Work order :: From the records below, transcribe only the lines running from the one with "filename src/media/engine.rs" through the one with "RGBA frames and". Keep both of those end lines.

*** Opening of Data supplied ***

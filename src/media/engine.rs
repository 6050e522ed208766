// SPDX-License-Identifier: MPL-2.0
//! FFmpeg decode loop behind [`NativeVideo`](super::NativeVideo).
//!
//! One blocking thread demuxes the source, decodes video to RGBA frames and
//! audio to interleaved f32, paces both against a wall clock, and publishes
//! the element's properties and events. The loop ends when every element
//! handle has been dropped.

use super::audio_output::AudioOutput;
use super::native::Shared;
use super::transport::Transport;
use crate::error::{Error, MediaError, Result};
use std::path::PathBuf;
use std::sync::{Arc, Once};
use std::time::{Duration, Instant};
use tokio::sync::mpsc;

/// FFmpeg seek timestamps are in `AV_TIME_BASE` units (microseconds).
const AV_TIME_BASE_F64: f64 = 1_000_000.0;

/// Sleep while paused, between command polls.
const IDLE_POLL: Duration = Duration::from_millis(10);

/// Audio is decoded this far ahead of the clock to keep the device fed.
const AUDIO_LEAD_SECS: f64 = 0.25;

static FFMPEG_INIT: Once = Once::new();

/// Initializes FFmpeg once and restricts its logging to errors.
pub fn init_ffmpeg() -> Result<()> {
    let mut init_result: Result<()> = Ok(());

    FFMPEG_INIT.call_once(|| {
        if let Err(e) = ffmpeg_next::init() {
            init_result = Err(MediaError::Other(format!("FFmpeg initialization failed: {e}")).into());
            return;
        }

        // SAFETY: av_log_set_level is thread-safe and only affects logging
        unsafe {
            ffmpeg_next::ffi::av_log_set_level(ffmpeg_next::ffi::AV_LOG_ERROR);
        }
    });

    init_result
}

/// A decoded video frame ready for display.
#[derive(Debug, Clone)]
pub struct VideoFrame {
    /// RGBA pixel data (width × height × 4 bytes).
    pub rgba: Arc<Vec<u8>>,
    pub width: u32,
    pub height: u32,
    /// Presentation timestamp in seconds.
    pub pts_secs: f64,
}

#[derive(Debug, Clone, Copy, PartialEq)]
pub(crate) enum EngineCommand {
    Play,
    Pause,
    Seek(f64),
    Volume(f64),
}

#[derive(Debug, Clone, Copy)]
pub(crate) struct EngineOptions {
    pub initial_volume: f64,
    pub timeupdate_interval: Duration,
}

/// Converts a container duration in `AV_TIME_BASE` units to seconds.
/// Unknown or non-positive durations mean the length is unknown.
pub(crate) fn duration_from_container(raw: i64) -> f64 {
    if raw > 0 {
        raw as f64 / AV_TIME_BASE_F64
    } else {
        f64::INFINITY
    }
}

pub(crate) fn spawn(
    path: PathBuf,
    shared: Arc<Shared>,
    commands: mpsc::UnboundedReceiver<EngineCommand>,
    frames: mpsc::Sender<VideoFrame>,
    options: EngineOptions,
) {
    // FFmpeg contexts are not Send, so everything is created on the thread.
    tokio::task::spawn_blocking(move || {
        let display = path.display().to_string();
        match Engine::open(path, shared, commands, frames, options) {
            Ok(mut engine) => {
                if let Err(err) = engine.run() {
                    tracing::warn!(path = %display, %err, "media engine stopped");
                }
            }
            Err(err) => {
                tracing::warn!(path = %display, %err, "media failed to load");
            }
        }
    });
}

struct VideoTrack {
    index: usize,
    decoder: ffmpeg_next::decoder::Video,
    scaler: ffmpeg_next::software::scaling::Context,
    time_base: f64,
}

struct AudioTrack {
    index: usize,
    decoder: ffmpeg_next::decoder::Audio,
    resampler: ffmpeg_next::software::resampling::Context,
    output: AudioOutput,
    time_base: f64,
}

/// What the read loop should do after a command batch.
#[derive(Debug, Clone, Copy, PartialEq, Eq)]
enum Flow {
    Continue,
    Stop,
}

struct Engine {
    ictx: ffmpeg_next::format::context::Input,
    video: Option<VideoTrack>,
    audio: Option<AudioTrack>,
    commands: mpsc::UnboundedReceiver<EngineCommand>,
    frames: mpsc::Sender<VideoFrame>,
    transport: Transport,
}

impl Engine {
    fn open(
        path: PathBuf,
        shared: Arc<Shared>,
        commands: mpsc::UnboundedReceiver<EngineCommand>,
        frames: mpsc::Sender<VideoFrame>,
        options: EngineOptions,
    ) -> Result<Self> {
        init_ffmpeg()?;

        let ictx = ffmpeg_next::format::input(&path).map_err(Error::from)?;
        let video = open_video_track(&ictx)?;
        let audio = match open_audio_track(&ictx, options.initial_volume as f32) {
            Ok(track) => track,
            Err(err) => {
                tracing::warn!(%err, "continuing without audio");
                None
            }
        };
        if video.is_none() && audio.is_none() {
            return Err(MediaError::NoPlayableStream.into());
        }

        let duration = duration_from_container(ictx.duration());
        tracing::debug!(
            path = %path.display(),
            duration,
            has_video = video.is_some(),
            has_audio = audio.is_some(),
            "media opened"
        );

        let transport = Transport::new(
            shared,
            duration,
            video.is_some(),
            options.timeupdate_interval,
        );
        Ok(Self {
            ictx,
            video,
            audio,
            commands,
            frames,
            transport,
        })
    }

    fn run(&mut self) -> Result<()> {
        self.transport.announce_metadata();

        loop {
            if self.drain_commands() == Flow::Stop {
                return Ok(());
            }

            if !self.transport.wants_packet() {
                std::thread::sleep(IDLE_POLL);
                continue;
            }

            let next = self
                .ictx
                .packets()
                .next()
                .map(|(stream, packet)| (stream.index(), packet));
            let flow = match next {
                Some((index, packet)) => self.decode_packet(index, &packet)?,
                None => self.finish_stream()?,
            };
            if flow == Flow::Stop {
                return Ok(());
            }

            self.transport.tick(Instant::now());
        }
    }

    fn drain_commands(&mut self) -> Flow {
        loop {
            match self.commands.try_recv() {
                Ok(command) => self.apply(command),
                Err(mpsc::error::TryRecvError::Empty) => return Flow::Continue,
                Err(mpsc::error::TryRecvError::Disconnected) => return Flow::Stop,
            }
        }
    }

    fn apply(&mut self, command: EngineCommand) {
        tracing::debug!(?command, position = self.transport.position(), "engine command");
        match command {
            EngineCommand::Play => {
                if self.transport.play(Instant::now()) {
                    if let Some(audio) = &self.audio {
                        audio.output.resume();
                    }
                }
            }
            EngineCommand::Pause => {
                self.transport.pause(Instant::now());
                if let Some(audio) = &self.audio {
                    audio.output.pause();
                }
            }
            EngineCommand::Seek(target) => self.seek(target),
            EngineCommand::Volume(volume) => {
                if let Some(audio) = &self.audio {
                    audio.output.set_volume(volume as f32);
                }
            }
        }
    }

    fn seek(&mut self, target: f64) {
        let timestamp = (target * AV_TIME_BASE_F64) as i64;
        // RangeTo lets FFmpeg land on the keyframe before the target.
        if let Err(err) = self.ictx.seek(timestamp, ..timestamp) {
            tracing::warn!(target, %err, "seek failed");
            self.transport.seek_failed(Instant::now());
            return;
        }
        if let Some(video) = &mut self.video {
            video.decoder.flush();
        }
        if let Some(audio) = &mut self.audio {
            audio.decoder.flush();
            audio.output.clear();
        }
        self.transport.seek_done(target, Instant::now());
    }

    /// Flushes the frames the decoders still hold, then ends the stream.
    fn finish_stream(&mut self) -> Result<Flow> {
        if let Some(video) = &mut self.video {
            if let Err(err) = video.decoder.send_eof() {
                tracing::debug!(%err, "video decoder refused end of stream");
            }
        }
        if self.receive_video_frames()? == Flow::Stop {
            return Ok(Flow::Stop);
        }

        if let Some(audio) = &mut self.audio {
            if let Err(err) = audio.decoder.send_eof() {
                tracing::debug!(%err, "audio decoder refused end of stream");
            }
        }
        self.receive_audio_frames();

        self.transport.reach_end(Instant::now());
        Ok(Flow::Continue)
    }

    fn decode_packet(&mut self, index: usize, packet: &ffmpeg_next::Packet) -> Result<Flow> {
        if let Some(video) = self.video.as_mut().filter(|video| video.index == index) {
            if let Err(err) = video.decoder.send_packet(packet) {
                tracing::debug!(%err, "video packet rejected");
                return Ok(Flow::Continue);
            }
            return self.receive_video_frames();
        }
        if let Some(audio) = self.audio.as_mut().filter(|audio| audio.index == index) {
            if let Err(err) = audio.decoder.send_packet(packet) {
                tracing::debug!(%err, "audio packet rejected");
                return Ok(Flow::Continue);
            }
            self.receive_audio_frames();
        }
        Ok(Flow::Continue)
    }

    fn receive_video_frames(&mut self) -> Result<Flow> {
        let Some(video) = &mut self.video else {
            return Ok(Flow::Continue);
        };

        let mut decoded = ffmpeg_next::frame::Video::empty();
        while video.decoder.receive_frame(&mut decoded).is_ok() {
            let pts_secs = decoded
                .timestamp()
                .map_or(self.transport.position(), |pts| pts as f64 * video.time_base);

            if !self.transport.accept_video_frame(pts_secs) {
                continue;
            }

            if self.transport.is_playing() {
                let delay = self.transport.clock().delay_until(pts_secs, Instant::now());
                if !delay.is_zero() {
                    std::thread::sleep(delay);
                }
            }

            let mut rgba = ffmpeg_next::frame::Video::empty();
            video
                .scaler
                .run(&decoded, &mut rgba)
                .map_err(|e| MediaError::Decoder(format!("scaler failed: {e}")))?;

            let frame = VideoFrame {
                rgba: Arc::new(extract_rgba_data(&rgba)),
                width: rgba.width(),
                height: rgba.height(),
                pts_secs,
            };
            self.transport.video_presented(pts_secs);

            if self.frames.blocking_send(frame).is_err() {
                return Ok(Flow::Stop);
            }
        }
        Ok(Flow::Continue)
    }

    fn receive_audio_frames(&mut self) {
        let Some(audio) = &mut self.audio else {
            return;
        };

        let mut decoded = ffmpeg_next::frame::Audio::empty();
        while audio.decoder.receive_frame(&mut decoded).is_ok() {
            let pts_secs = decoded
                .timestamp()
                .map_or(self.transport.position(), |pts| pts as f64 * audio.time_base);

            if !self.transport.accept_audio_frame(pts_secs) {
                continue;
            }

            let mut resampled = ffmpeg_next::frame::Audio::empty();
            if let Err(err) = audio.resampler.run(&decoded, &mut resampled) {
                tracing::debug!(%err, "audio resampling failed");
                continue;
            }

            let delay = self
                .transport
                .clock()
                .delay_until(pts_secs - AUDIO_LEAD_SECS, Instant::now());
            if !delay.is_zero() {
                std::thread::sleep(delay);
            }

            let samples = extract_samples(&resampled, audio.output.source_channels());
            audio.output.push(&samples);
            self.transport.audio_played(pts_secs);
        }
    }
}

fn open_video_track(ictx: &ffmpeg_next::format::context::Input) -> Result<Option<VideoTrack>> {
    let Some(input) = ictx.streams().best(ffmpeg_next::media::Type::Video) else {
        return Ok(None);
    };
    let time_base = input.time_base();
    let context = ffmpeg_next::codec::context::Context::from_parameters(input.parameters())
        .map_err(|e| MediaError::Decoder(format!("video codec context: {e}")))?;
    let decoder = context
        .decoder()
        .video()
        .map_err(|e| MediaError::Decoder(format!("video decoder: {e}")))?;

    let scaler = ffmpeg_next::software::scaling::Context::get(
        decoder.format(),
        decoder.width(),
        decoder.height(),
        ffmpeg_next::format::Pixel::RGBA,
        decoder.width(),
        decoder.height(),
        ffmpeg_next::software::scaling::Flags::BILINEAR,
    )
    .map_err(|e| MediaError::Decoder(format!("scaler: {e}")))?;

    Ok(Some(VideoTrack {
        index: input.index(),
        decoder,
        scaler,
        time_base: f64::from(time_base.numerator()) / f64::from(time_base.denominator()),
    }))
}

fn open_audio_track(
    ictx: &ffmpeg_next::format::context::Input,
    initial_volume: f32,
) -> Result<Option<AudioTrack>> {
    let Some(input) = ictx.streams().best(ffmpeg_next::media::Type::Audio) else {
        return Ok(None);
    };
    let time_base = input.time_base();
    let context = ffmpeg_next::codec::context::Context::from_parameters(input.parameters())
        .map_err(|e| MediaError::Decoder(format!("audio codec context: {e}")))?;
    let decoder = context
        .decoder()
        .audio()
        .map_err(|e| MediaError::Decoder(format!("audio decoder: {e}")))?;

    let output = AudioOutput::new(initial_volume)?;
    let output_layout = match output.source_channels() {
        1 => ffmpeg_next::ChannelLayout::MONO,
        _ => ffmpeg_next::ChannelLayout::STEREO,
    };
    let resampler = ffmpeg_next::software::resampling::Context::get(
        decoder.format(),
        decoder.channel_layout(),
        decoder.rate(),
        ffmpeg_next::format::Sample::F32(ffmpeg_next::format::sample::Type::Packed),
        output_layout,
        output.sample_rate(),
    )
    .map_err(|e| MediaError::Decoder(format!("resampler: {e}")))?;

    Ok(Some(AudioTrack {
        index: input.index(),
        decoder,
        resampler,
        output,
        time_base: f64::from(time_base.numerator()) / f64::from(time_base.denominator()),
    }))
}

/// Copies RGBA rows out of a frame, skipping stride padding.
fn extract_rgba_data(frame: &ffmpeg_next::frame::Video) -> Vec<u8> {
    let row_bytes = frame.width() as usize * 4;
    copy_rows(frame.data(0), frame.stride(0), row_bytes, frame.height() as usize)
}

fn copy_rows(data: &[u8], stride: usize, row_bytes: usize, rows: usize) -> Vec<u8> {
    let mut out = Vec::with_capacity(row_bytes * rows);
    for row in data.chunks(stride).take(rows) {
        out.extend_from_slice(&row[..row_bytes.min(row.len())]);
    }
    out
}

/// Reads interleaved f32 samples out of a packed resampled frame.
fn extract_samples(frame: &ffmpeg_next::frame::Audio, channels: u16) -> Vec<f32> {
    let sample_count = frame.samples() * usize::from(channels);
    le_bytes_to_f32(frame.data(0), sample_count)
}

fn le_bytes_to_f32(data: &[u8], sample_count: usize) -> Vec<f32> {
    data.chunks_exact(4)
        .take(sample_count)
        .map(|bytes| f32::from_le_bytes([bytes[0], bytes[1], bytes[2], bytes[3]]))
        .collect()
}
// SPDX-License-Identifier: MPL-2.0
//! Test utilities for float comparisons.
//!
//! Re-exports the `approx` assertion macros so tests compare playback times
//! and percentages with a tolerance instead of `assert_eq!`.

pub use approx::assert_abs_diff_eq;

*** Close of Data supplied ***
*** Opening of Data supplied ***

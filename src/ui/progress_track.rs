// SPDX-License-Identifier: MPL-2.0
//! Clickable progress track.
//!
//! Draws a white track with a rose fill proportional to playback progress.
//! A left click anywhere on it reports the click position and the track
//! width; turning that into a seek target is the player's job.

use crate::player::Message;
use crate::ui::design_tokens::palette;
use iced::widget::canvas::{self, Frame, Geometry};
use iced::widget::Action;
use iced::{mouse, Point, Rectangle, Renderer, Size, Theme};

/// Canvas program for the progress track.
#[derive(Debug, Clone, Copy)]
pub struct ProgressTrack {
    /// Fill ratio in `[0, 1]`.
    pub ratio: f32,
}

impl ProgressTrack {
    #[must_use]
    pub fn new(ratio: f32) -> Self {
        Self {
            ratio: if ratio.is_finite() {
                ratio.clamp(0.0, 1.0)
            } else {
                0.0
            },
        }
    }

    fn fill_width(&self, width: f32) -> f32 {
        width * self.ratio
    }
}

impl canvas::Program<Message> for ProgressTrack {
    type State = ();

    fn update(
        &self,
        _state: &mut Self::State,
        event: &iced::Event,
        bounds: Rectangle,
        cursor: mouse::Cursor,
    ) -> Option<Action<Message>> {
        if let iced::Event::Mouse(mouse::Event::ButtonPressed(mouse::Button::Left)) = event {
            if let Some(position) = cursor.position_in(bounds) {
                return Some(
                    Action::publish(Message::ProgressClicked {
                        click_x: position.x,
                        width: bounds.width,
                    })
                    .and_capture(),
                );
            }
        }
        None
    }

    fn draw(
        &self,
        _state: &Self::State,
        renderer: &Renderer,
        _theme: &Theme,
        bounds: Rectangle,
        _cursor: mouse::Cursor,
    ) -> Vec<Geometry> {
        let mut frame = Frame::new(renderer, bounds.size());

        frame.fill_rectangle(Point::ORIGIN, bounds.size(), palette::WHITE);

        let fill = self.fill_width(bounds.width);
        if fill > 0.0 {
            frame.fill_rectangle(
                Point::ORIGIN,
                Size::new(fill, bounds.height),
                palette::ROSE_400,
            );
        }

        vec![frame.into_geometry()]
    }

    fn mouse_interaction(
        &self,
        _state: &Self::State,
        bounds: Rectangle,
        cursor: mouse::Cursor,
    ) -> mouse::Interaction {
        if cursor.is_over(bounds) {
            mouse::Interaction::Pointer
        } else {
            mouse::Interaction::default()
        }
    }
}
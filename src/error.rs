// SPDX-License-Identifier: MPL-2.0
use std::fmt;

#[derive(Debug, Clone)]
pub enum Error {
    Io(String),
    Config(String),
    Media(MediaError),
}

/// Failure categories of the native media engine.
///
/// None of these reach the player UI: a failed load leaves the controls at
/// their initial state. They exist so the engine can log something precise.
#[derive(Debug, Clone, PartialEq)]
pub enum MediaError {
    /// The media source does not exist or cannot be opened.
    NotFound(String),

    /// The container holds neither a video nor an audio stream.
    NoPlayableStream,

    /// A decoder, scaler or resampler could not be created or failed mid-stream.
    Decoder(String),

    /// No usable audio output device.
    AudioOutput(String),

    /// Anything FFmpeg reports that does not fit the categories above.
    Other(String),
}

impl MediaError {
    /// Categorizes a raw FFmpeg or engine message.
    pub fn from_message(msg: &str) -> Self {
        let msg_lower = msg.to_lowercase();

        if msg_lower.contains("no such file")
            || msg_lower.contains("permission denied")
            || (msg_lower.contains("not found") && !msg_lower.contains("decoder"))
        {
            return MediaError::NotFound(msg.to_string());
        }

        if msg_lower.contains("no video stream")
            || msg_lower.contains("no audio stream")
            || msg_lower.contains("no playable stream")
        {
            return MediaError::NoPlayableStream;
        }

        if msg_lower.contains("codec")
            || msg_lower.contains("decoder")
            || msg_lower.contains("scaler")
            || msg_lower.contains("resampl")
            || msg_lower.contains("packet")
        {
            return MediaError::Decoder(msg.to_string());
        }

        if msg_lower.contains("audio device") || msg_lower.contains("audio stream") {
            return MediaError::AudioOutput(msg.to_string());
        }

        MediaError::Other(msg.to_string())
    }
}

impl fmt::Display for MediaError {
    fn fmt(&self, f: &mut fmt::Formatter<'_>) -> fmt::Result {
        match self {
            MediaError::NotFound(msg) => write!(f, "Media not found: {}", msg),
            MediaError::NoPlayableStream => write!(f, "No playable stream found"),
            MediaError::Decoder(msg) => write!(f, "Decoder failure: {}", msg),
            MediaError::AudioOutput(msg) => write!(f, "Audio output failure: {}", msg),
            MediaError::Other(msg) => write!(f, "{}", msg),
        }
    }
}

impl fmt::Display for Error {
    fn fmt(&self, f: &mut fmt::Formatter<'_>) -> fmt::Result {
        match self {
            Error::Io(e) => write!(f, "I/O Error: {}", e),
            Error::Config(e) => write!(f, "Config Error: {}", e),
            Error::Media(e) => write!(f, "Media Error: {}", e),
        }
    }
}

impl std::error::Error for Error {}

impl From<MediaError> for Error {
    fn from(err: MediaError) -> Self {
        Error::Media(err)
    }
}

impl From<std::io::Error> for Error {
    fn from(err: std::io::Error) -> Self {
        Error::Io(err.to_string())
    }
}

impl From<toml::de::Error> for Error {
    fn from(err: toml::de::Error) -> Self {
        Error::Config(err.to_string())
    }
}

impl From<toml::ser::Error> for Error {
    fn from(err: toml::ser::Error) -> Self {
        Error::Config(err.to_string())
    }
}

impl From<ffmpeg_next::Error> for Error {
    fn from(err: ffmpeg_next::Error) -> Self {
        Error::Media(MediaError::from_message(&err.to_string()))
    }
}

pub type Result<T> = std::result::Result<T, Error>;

*** Close of Data supplied ***

Task solution ::
filename src/media/engine.rs
repository 6050e522ed208766
// SPDX-License-Identifier: MPL-2.0
//! FFmpeg decode loop behind [`NativeVideo`](super::NativeVideo).
//!
//! One blocking thread demuxes the source, decodes video to RGBA frames and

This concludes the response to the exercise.